Start with your bank statements. Every deposit from a gig platform like Uber, DoorDash, Upwork, or Fiverr leaves a digital trail. Print three months of bank statements leading up to the accident and then statements for every week you were out of work. Highlight every deposit that came from your side hustle. If you run a small business like landscaping or dog walking, highlight cash deposits you made personally. The opposing side will want to see a pattern. If you deposited $500 every Wednesday from your Etsy sales, that pattern becomes your baseline. If your income fluctuates wildly, pull a full year of statements so you can show an average weekly or monthly figure. Do not rely on your memory. Write down the names of your regular clients or the platforms you used. If you drove for Uber, request your earnings history from the app. Uber and Lyft give drivers downloadable spreadsheets that show every trip, fare, and surge multiplier. Print those reports for the same time periods. Then ask your accountant or bookkeeper for profit-and-loss statements if you file quarterly estimated taxes. Those statements, even if informal, show your gross revenue minus expenses. The key is to show gross revenue, not net profit, because your lost income claim is based on what you would have brought in before business expenses. The insurance company may try to subtract your usual costs, but that is a negotiation point for later. Your job is to first prove the gross number was real and consistent.

For cash-based gigs like babysitting, lawn mowing, or cleaning houses, you face the hardest battle because there are no electronic records. Here, you need to create a paper trail after the fact. Call your regular clients and ask for written statements that confirm how much you were paid per visit and how often you worked for them. A simple note on a piece of paper saying “Jane Doe cleaned my house every Friday from January to June 2024 and I paid her $100 per visit” is acceptable evidence. Have them sign and date it. If they are willing, ask for a photocopy of their own check records or bank transfers showing payments to you. If you kept a physical calendar or appointment book where you jotted down jobs, take photos of every page. These contemporaneous notes carry weight because you made them before the accident, not after. If you have text messages where clients confirmed appointments or discussed payment, screenshot those and organize them by week. The more you can show that your side hustle was a regular, ongoing source of income—not a one-off weekend task—the stronger your case.
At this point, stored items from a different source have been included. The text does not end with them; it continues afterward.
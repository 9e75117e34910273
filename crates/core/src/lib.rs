//! Core traits and types for the canopy framework.
//!
//! This crate defines the shared abstractions that solvers, splines, and
//! models build on:
//!
//! - [`OdeState`] — a value that serializes its mutable state into a slice of
//!   a flattened state vector, and reads it back
//! - [`OdeSystem`] — an [`OdeState`] that can also compute its own derivative
//! - [`ScalarFn`] and [`Functor`] — the callback adapter used by numeric
//!   routines (root finding, quadrature, spline fitting)
//! - [`Observer`] — receives solver events and optionally returns control actions

mod functor;
mod observer;
mod ode;

pub use functor::{Functor, ScalarFn, bind, invoke};
pub use observer::Observer;
pub use ode::{OdeState, OdeSystem};
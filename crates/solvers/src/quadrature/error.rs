use thiserror::Error;

use super::ConfigError;

/// Errors that can occur during quadrature.
#[derive(Debug, Error, Clone, Copy, PartialEq)]
pub enum Error {
    #[error("invalid config: {0}")]
    InvalidConfig(#[from] ConfigError),

    #[error("integration bounds must be finite, got [{a}, {b}]")]
    NonFiniteBounds { a: f64, b: f64 },

    #[error("integrand returned a non-finite value at x = {x}")]
    NonFiniteIntegrand { x: f64 },
}
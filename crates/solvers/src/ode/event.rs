/// Event emitted by [`Solver::advance`](super::Solver::advance) after each
/// accepted step.
#[derive(Debug, Clone, Copy, PartialEq)]
pub struct Event {
    /// The number of accepted steps so far in this call.
    pub step: usize,

    /// Time after the step.
    pub time: f64,

    /// Size of the accepted step.
    pub step_size: f64,

    /// Number of attempts rejected before this step was accepted.
    pub rejected: usize,
}
/// Indicates whether quadrature met its tolerance.
#[derive(Debug, Clone, Copy, PartialEq, Eq)]
pub enum Status {
    /// The error estimate is within tolerance.
    Converged,

    /// Stopped at the subinterval limit with the error above tolerance.
    MaxIntervals,
}

/// The result of an adaptive integration.
#[derive(Debug, Clone, Copy, PartialEq)]
pub struct Solution {
    /// Final solver status.
    pub status: Status,

    /// Estimated integral.
    pub value: f64,

    /// Estimated absolute error of `value`.
    pub abs_error: f64,

    /// Number of subintervals in the final partition.
    pub intervals: usize,
}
Do not forget expenses that went along with earning that income. If you rented equipment, bought supplies, or paid for platform fees, those costs are not part of your lost income, but they are relevant to proving your income stream was legitimate. A few receipts for gas or materials can corroborate the scale of your work. For example, if you claim you would have completed ten landscaping jobs during the month you were injured, showing that you bought two bags of fertilizer and a new trimmer right before the accident helps prove you were active and planning to work. Keep every bit of documentation in a single folder, preferably digital, labeled with dates and descriptions.

Finally, consider getting a written opinion from someone in your line of work. A fellow gig worker, a mentor, or a local business owner can provide a brief statement estimating what someone with your skills and schedule typically earns. That is not as strong as your own records, but it can fill gaps when you have incomplete data. The goal is to leave no room for an adjuster to say “we can’t verify that.” An aggressive insurance defense will attack any missing piece. If you cannot produce a receipt for one week, they will argue the entire claim is unreliable. So be exhaustive. Gather everything now, while the details are fresh and clients are willing to help. Your future compensation depends on it.

FAQ

Frequently Asked Questions

You are responsible if your negligence caused the dangerous condition. This means you knew or should have known about a hazard—like a broken step, icy walkway, or wet floor—and failed to fix it or warn visitors about it in a reasonable time. Simply owning the property where someone falls does not automatically make you liable. The key question is whether you acted with reasonable care to keep your property safe for guests, customers, or other expected visitors.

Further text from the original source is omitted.